Go line by line through the records below. Copy whichever lines contain the string "tokio".
===== Listed records =====
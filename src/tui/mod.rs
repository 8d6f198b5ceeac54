//! Terminal UI for the chessboard.

mod app;
mod input;
mod layout;
mod orchestrator;
mod players;
mod ui;

use std::io;
use std::sync::Arc;
use std::time::Duration;

use anyhow::Result;
use crossterm::{
    event::{
        self, DisableFocusChange, DisableMouseCapture, EnableFocusChange, EnableMouseCapture,
        Event, KeyEventKind,
    },
    execute,
    terminal::{EnterAlternateScreen, LeaveAlternateScreen, disable_raw_mode, enable_raw_mode},
};
use ratatui::{Terminal, backend::CrosstermBackend, layout::Rect};
use strictly_chess::BoardSession;
use tokio::sync::mpsc;
use tracing::{error, info, instrument};

use crate::app_config::AppConfig;
use app::App;
use orchestrator::{GameEvent, Orchestrator};

pub use input::{PointerAction, PromotionPanel, pointer_action};
pub use layout::BoardLayout;
pub use players::{Player, SimpleEngine};

/// Runs the interactive board until the user quits.
pub async fn run_tui(config: AppConfig) -> Result<()> {
    // Setup logging to file to avoid interfering with TUI
    let log_file = std::fs::File::create(config.log_file())?;
    let _ = tracing_subscriber::fmt()
        .with_env_filter(
            tracing_subscriber::EnvFilter::try_from_default_env()
                .unwrap_or_else(|_| tracing_subscriber::EnvFilter::new("info")),
        )
        .with_writer(Arc::new(log_file))
        .with_ansi(false)
        .try_init(); // Don't panic if already initialized

    info!("Starting Strictly Chessboard TUI");

    let (session, board_rx) =
        BoardSession::new(*config.board(), 0.0, config.termination_delay());
    let (event_tx, mut event_rx) = mpsc::unbounded_channel();

    let orchestrator = Orchestrator::new(
        session.clone(),
        Box::new(SimpleEngine::new(
            format!("{} (engine)", config.white_name()),
            config.engine_delay(),
        )),
        Box::new(SimpleEngine::new(
            format!("{} (engine)", config.black_name()),
            config.engine_delay(),
        )),
        board_rx,
        event_tx,
    );
    let orchestration = tokio::spawn(async move {
        if let Err(e) = orchestrator.run().await {
            error!(error = %e, "Orchestrator stopped");
        }
    });

    enable_raw_mode()?;
    let mut stdout = io::stdout();
    execute!(
        stdout,
        EnterAlternateScreen,
        EnableMouseCapture,
        EnableFocusChange
    )?;
    let backend = CrosstermBackend::new(stdout);
    let mut terminal = Terminal::new(backend)?;

    let mut app = App::new(session, config);
    let res = run_app(&mut terminal, &mut app, &mut event_rx).await;

    disable_raw_mode()?;
    execute!(
        terminal.backend_mut(),
        LeaveAlternateScreen,
        DisableMouseCapture,
        DisableFocusChange
    )?;
    terminal.show_cursor()?;
    orchestration.abort();

    if let Err(err) = res {
        error!(error = ?err, "Game loop error");
        eprintln!("Error: {:?}", err);
    }

    Ok(())
}

#[instrument(skip_all)]
async fn run_app(
    terminal: &mut Terminal<CrosstermBackend<io::Stdout>>,
    app: &mut App,
    event_rx: &mut mpsc::UnboundedReceiver<GameEvent>,
) -> Result<()> {
    app.restart().await;

    loop {
        while let Ok(event) = event_rx.try_recv() {
            app.handle_event(event);
        }

        let size = terminal.size()?;
        app.fit(ui::board_region(Rect::new(0, 0, size.width, size.height)))
            .await;

        {
            let session = app.session().clone();
            let board = session.lock().await;
            terminal.draw(|f| ui::draw(f, app, &board))?;
        }

        if app.should_quit() {
            return Ok(());
        }

        if event::poll(Duration::from_millis(100))? {
            match event::read()? {
                Event::Key(key) if key.kind == KeyEventKind::Press => {
                    app.handle_key(key.code).await;
                }
                Event::Mouse(mouse) => app.handle_mouse(mouse).await,
                Event::FocusLost => app.pointer_leave().await,
                _ => {}
            }
        }
    }
}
=====
_Expected answer_:
use tokio::sync::mpsc;
    let orchestration = tokio::spawn(async move {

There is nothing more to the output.